People who smoke cigars are found to suffer from a similar risk of mortality with people who smoke cigarettes.
This recent study examined the mortality risks linked with current and former use of cigars, pipes, and cigarettes.
Although there are more cigarette smokers compared to pipe and cigar smokers, approximately 12.5 million people in the U.S. aged 12 years or older claimed they are smoking cigars in the past 30 days back in 2015.
The study included 357,420 participants in the final analysis that was conducted in the United States.
Data from National Longitudinal Mortality Study, a national health cohort survey with mortality follow-up, was used. Information on any form of tobacco smoking from 1985 to 2011 were provided by the subjects
Researchers discovered that 51,150 deaths were recorded during the follow-up.
Both cigar and cigarette smokers had a higher risk of death compared to non-tobacco smokers.
Current cigar smokers and pipe smokers also had an increased risk of dying from tobacco-related cancer, which includes cancer of the lung, pancreas, larynx, bladder, esophagus and oral cavity.

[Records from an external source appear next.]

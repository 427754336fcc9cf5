//! Command-line argument definitions.

use std::path::PathBuf;

use clap::{Parser, Subcommand, ValueEnum};

/// Timesheet tally.
///
/// Reads a directory of timesheet workbooks and totals hours by project code
/// and by user, with revenue derived from a rate table.
#[derive(Debug, Parser)]
#[command(name = "tally", version, about, long_about = None)]
pub struct Cli {
    /// Enable verbose output.
    #[arg(short, long, global = true)]
    pub verbose: bool,

    /// Path to config file.
    #[arg(short, long, global = true)]
    pub config: Option<PathBuf>,

    #[command(subcommand)]
    pub command: Option<Commands>,
}

/// Available subcommands.
#[derive(Debug, Subcommand)]
pub enum Commands {
    /// Total every timesheet in the source directory and print a report.
    Report {
        /// Directory of timesheet workbooks (overrides `source_dir`).
        #[arg(long)]
        source: Option<PathBuf>,

        /// Rate table CSV (overrides `rates_path`).
        #[arg(long)]
        rates: Option<PathBuf>,

        /// Output format.
        #[arg(long, value_enum, default_value_t = OutputFormat::Text)]
        format: OutputFormat,

        /// Treat the last populated row of each sheet as data.
        #[arg(long)]
        include_last_row: bool,
    },

    /// Show how project codes are classified.
    Classify {
        /// Project codes to classify.
        #[arg(required = true)]
        codes: Vec<String>,
    },
}

/// Report output formats.
#[derive(Debug, Clone, Copy, PartialEq, Eq, ValueEnum)]
pub enum OutputFormat {
    Text,
    Html,
    Json,
}
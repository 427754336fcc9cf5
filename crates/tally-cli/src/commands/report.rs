//! Report command: ingest the source directory and render the totals.
//!
//! This module implements `tally report` with plain-text, HTML and JSON
//! output. Revenue stays exact in the totals; rounding to cents and currency
//! formatting happen here.

use std::fmt::Write as _;
use std::io::Write;
use std::time::{Duration, Instant};

use anyhow::{Context, Result};
use chrono::{DateTime, SecondsFormat, Utc};
use rust_decimal::{Decimal, RoundingStrategy};
use serde::Serialize;
use tally_core::{Revenue, Totals, apply_revenue};
use tally_sheets::{Warning, collect_inputs, ingest_batch, load_rates};

use crate::Config;
use crate::cli::OutputFormat;

const TITLE: &str = "Total project hours by code";

/// Computed report data.
#[derive(Debug, Clone)]
pub struct ReportData {
    pub generated_at: DateTime<Utc>,
    pub elapsed: Duration,
    pub files_total: usize,
    pub files_parsed: usize,
    pub rows_read: usize,
    pub rows_unmatched: usize,
    pub totals: Totals,
    pub warnings: Vec<Warning>,
}

// ========== Report Generation ==========

/// Loads the rate table, ingests every timesheet and derives revenue.
///
/// The rate table and the source directory are required; per-file problems
/// end up in [`ReportData::warnings`].
pub fn generate_report_data(config: &Config) -> Result<ReportData> {
    let started = Instant::now();
    let generated_at = Utc::now();

    let classifier = config
        .classifier()
        .context("invalid project patterns in configuration")?;
    let layout = config
        .layout()
        .context("invalid sheet layout in configuration")?;
    let rates = load_rates(&config.rates_path).context("failed to load rate table")?;
    let paths = collect_inputs(&config.source_dir).context("failed to collect timesheets")?;
    tracing::info!(files = paths.len(), source = %config.source_dir.display(), "ingesting timesheets");

    let mut batch = ingest_batch(&paths, &layout, &classifier);
    let missing = apply_revenue(&mut batch.totals, &rates);
    batch
        .warnings
        .extend(missing.into_iter().map(|user| Warning::MissingRate { user }));

    Ok(ReportData {
        generated_at,
        elapsed: started.elapsed(),
        files_total: batch.files_total,
        files_parsed: batch.files_parsed,
        rows_read: batch.rows_read,
        rows_unmatched: batch.rows_unmatched,
        totals: batch.totals,
        warnings: batch.warnings,
    })
}

// ========== Value Formatting ==========

/// Formats hours without trailing zeros.
pub fn format_hours(hours: Decimal) -> String {
    hours.normalize().to_string()
}

/// Formats an amount as dollars rounded to cents with thousands separators.
pub fn format_currency(amount: Decimal) -> String {
    let rounded = amount.round_dp_with_strategy(2, RoundingStrategy::MidpointAwayFromZero);
    let fixed = format!("{:.2}", rounded.abs());
    let (int_part, frac_part) = fixed.split_once('.').unwrap_or((fixed.as_str(), "00"));
    let sign = if rounded.is_sign_negative() && !rounded.is_zero() {
        "-"
    } else {
        ""
    };
    format!("{sign}${}.{frac_part}", group_thousands(int_part))
}

/// Formats a derived revenue for display.
pub fn format_revenue(revenue: Option<Revenue>) -> String {
    match revenue {
        Some(Revenue::Amount(amount)) => format_currency(amount),
        Some(Revenue::MissingRate) => "unknown (no rate)".to_string(),
        None => "-".to_string(),
    }
}

/// Insert commas every three digits from the right of an integer string.
fn group_thousands(digits: &str) -> String {
    let len = digits.len();
    let mut grouped = String::with_capacity(len + len / 3);
    for (i, c) in digits.chars().enumerate() {
        if i != 0 && (len - i) % 3 == 0 {
            grouped.push(',');
        }
        grouped.push(c);
    }
    grouped
}

// ========== Text Output ==========

/// Formats the human-readable report output.
pub fn format_report(data: &ReportData) -> String {
    let mut output = String::new();
    let totals = &data.totals;

    writeln!(output, "{TITLE}").unwrap();
    writeln!(output, "{}", "─".repeat(TITLE.len())).unwrap();
    writeln!(output).unwrap();
    writeln!(
        output,
        "{:<26}{}",
        "Total billable hours:",
        format_hours(totals.grand().total_billable)
    )
    .unwrap();
    writeln!(
        output,
        "{:<26}{}",
        "Total non-billable hours:",
        format_hours(totals.grand().total_non_billable)
    )
    .unwrap();

    writeln!(output).unwrap();
    writeln!(output, "Files parsed: {} of {}", data.files_parsed, data.files_total).unwrap();
    writeln!(
        output,
        "Rows read:    {} ({} unmatched)",
        data.rows_read, data.rows_unmatched
    )
    .unwrap();

    for (heading, projects) in [
        ("Project code (billable)", totals.billable()),
        ("Project code (non-billable)", totals.non_billable()),
    ] {
        writeln!(output).unwrap();
        writeln!(output, "{heading:<30}{:>10}", "Hours").unwrap();
        if projects.is_empty() {
            writeln!(output, "(none)").unwrap();
        }
        for (code, hours) in projects {
            writeln!(output, "{code:<30}{:>10}", format_hours(*hours)).unwrap();
        }
    }

    writeln!(output).unwrap();
    writeln!(
        output,
        "{:<16}{:>12}{:>12}{:>20}",
        "User", "Total hours", "Billable", "Revenue"
    )
    .unwrap();
    if totals.users().is_empty() {
        writeln!(output, "(none)").unwrap();
    }
    for (name, user) in totals.users() {
        writeln!(
            output,
            "{name:<16}{:>12}{:>12}{:>20}",
            format_hours(user.all_hours),
            format_hours(user.total_billable),
            format_revenue(user.revenue)
        )
        .unwrap();
    }

    if !data.warnings.is_empty() {
        writeln!(output).unwrap();
        writeln!(output, "Warnings").unwrap();
        writeln!(output, "────────").unwrap();
        for warning in &data.warnings {
            writeln!(output, "- {warning}").unwrap();
        }
    }

    writeln!(output).unwrap();
    writeln!(
        output,
        "Completed in {:.2} seconds.",
        data.elapsed.as_secs_f64()
    )
    .unwrap();

    output
}

// ========== HTML Output ==========

/// Escapes text for HTML element content and attribute values.
fn escape_html(text: &str) -> String {
    let mut escaped = String::with_capacity(text.len());
    for c in text.chars() {
        match c {
            '&' => escaped.push_str("&amp;"),
            '<' => escaped.push_str("&lt;"),
            '>' => escaped.push_str("&gt;"),
            '"' => escaped.push_str("&quot;"),
            '\'' => escaped.push_str("&#39;"),
            _ => escaped.push(c),
        }
    }
    escaped
}

fn html_table(output: &mut String, headers: &[&str], rows: &[Vec<String>]) {
    writeln!(output, "<table border=\"1\">").unwrap();
    output.push_str("<thead><tr>");
    for header in headers {
        write!(output, "<th>{}</th>", escape_html(header)).unwrap();
    }
    output.push_str("</tr></thead>\n<tbody>\n");
    for row in rows {
        output.push_str("<tr>");
        for cell in row {
            write!(output, "<td>{}</td>", escape_html(cell)).unwrap();
        }
        output.push_str("</tr>\n");
    }
    output.push_str("</tbody>\n</table>\n");
}

/// Formats the report as a standalone HTML document.
pub fn format_report_html(data: &ReportData) -> String {
    let mut output = String::new();
    let totals = &data.totals;

    output.push_str("<!DOCTYPE html>\n<html>\n<head>\n<meta charset=\"utf-8\">\n");
    writeln!(output, "<title>{TITLE}</title>\n</head>\n<body>\n<section>").unwrap();
    writeln!(output, "<h3>{TITLE}</h3>").unwrap();
    writeln!(
        output,
        "<p>Total billable hours: {}</p>",
        format_hours(totals.grand().total_billable)
    )
    .unwrap();
    writeln!(
        output,
        "<p>Total <span style=\"color:red;\">non-billable</span> hours: {}</p>",
        format_hours(totals.grand().total_non_billable)
    )
    .unwrap();

    for (heading, projects) in [
        ("Project code (billable)", totals.billable()),
        ("Project code (non-billable)", totals.non_billable()),
    ] {
        let rows: Vec<Vec<String>> = projects
            .iter()
            .map(|(code, hours)| vec![code.clone(), format_hours(*hours)])
            .collect();
        html_table(&mut output, &[heading, "Total hours"], &rows);
    }

    let rows: Vec<Vec<String>> = totals
        .users()
        .iter()
        .map(|(name, user)| {
            vec![
                name.clone(),
                format_hours(user.all_hours),
                format_hours(user.total_billable),
                format_revenue(user.revenue),
            ]
        })
        .collect();
    html_table(
        &mut output,
        &["User name", "Total hours", "Billable hours", "Revenue"],
        &rows,
    );

    if !data.warnings.is_empty() {
        output.push_str("<h4>Warnings</h4>\n<ul>\n");
        for warning in &data.warnings {
            writeln!(output, "<li>{}</li>", escape_html(&warning.to_string())).unwrap();
        }
        output.push_str("</ul>\n");
    }

    writeln!(
        output,
        "<p>* {} of {} files parsed in {:.2} seconds</p>",
        data.files_parsed,
        data.files_total,
        data.elapsed.as_secs_f64()
    )
    .unwrap();
    output.push_str("</section>\n</body>\n</html>\n");
    output
}

// ========== JSON Output ==========

/// JSON report structure.
#[derive(Debug, Serialize)]
pub struct JsonReport<'a> {
    pub generated_at: String,
    pub elapsed_seconds: f64,
    pub files: JsonFiles,
    pub rows: JsonRows,
    pub totals: &'a Totals,
    pub warnings: &'a [Warning],
}

#[derive(Debug, Serialize)]
pub struct JsonFiles {
    pub total: usize,
    pub parsed: usize,
}

#[derive(Debug, Serialize)]
pub struct JsonRows {
    pub read: usize,
    pub unmatched: usize,
}

/// Formats report data as JSON.
pub fn format_report_json(data: &ReportData) -> Result<String> {
    let report = JsonReport {
        generated_at: data.generated_at.to_rfc3339_opts(SecondsFormat::Secs, true),
        elapsed_seconds: data.elapsed.as_secs_f64(),
        files: JsonFiles {
            total: data.files_total,
            parsed: data.files_parsed,
        },
        rows: JsonRows {
            read: data.rows_read,
            unmatched: data.rows_unmatched,
        },
        totals: &data.totals,
        warnings: &data.warnings,
    };

    Ok(serde_json::to_string_pretty(&report)?)
}

// ========== Public Interface ==========

/// Runs the report command.
pub fn run<W: Write>(writer: &mut W, config: &Config, format: OutputFormat) -> Result<()> {
    let data = generate_report_data(config)?;

    match format {
        OutputFormat::Text => write!(writer, "{}", format_report(&data))?,
        OutputFormat::Html => write!(writer, "{}", format_report_html(&data))?,
        OutputFormat::Json => writeln!(writer, "{}", format_report_json(&data)?)?,
    }

    Ok(())
}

It was concluded that the use of other tobacco products was linked to increased mortality and morbidity.
Former users are found with lower risks, highlighting the significance of quitting smoking.
Smoking is still the number one preventable risk factor for mortality and morbidity. However, only a small number of studies have been conducted on the link between pipe and cigar smoking, and death.
This study was published in the JAMA Internal Medicine journal.